The dreams started up again, this time centering more on space aliens. The paper monster was now a space alien, and he (it was now a he) was connected up with lawyers and corporate bureaucrats. I changed prescriptions, which helped a little but not as much as the first time around. I got into UFO and conspiracy websites on the Internet, and subscribed to several conspiracy and UFO magazines. Larry started sounding more and more like an amateur, and after awhile I started having lunch on my own. People started asking me how I was, was i losing weight, why didn't I eat lunch with everybody else like I used to. I couldn't tell them the truth, that I was way beyond them now, that I was really enlightened about the way the whole world works. But I was getting thinner, and I could see dark circles around my eyes.

And, of course, I started seeing the monster in real life again. And he was slower and slower to disappear, and was starting to growl.



Then one night I had a dream. I was wandering a moonscape, a big red moonscape with stars twinkling in a deep black sky. The monster was there, too, somehow physically filled out although he was still thin as a piece of paper. He started talking to me, although in my doctor's voice instead of in Larry's voice, and then in a raspier version of Dean's voice, and started filling me in on the things I didn't know about alien abduction. How everyone who was abducted wound up on this same planet we were on. How they only saw each other occasionally, and weren't much of a community. That we could look down on Earth, but only in our dreams, and could never, ever change the past or future there. I suddenly felt really lonely.

Then I woke up, felt pressure on my chest, and opened my eyes. There it was, sitting on my chest, eyes open yellow and bulging, squatting like a frog, and, I swear, sweating.

I didn't feel afraid at all.

"Now I understand," I said.

"No, you don't understand anything." Its voice was deep and almost unbelievably course, like a cross between a bullfrog and a saw cutting through a pillar of cardboard. "I've been watching you for years, since you murdered Dean. And crippled that truck driver. And then you went your merry little self-centered way as if nothing happened, hurting people right and left and not even noticing."

"I didn't murder Dean. It was an accident. A horrible accident."

"Oh yes you did. Don't you remember? When he went crazy yelling that he'd seen that woman and you looked for her and there was no one there, you reached over and unbuckled his seatbelt. That's why you swerved..."

"I did not. I don't remember anything like that..."

"Oh yes you do. You were mad at him for the joke. You were mad at him because you had to drive him back again and he was having fun and you weren't. And you were much drunker than you thought."

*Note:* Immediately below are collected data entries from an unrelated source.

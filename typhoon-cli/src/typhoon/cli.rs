use std::path::PathBuf;

use clap::{Arg, ArgAction, Command};

use crate::common::{binning_args, chrom_arg, condensed_arg, dpi_arg, origin_arg, output_arg};

pub const TYPHOON_CMD: &str = "typhoon";

pub fn create_typhoon_cli() -> Command {
    Command::new(TYPHOON_CMD)
        .about("Plot fragment length against position around one locus, one heatmap per BAM file.")
        .arg(chrom_arg())
        .arg(origin_arg("Center of the window"))
        .arg(
            Arg::new("offset")
                .value_parser(clap::value_parser!(i64))
                .help("Bases plotted on either side of the origin")
                .required(true),
        )
        .arg(output_arg())
        .arg(
            Arg::new("files")
                .value_parser(clap::value_parser!(PathBuf))
                .num_args(1..)
                .help("Indexed BAM files, one panel each")
                .required(true),
        )
        .arg(condensed_arg())
        .arg(
            Arg::new("genes")
                .long("genes")
                .short('g')
                .value_parser(clap::value_parser!(PathBuf))
                .help("Gene body file (name,strand,left,right) [default: genebodies.txt]"),
        )
        .args(binning_args())
        .arg(
            Arg::new("short-on-top")
                .long("short-on-top")
                .action(ArgAction::SetTrue)
                .help("Draw short fragments at the top of each panel"),
        )
        .arg(dpi_arg())
}
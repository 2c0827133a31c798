mod common;
mod density;
mod run;
mod typhoon;
mod windows;

use anyhow::Result;
use clap::Command;
use env_logger::Env;

pub mod consts {
    pub const VERSION: &str = env!("CARGO_PKG_VERSION");
    pub const PKG_NAME: &str = "typhoon";
    pub const BIN_NAME: &str = "typhoon";
    pub const DEFAULT_LOG_FILTER: &str = "info";
}

fn build_parser() -> Command {
    Command::new(consts::BIN_NAME)
        .bin_name(consts::BIN_NAME)
        .version(consts::VERSION)
        .about("Typhoon plots and midpoint density plots of paired-end fragment occupancy from indexed BAM files.")
        .subcommand_required(true)
        .subcommand(typhoon::cli::create_typhoon_cli())
        .subcommand(windows::cli::create_windows_cli())
        .subcommand(density::cli::create_density_cli())
        .subcommand(run::cli::create_run_cli())
}

fn main() -> Result<()> {
    env_logger::Builder::from_env(Env::default().default_filter_or(consts::DEFAULT_LOG_FILTER))
        .init();

    let app = build_parser();
    let matches = app.get_matches();

    match matches.subcommand() {
        //
        // SINGLE WINDOW TYPHOON PLOT
        //
        Some((typhoon::cli::TYPHOON_CMD, matches)) => {
            typhoon::handlers::run_typhoon(matches)?;
        }

        //
        // TILED WINDOWS
        //
        Some((windows::cli::WINDOWS_CMD, matches)) => {
            windows::handlers::run_windows(matches)?;
        }

        //
        // MIDPOINT DENSITY
        //
        Some((density::cli::DENSITY_CMD, matches)) => {
            density::handlers::run_density(matches)?;
        }

        //
        // RUN FILE
        //
        Some((run::cli::RUN_CMD, matches)) => {
            run::handlers::run_config_file(matches)?;
        }

        _ => unreachable!("Subcommand not found"),
    };

    Ok(())
}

I thought back, and images started coming back to me. I felt my hand reaching across Dean's belly and pulling the latch to his seatbelt. I felt the steering wheel pull in the other direction. I felt like throwing up. He was right. I'd killed Dean.

"i'm here to take you." That voice. "Your last dream was accurate about where you're going. You're due to spend the rest of your life in a wasteland."

He opened his mouth, which was like the thin edge of a piece of paper opening, and I saw his huge, sharp, orange teeth, which he licked with a throbbing red tongue that was rasped like a cat's.

"Your dream was accurate. But you have no real idea what your new life, if you want to call it that, is going to be like."



Of course, he lied. I'm not on a lunar landscape at all. I'm here, in your dream. I'm scaly, clawed and horned, whatever evil you imagine me to be. And you should really be afraid. I'm real. You can smell my sweat. And now I have friends. Not like Dean, but real friends who are as evil as I am. And they're all here with me. In your dream. But not necessarily just in your sleep.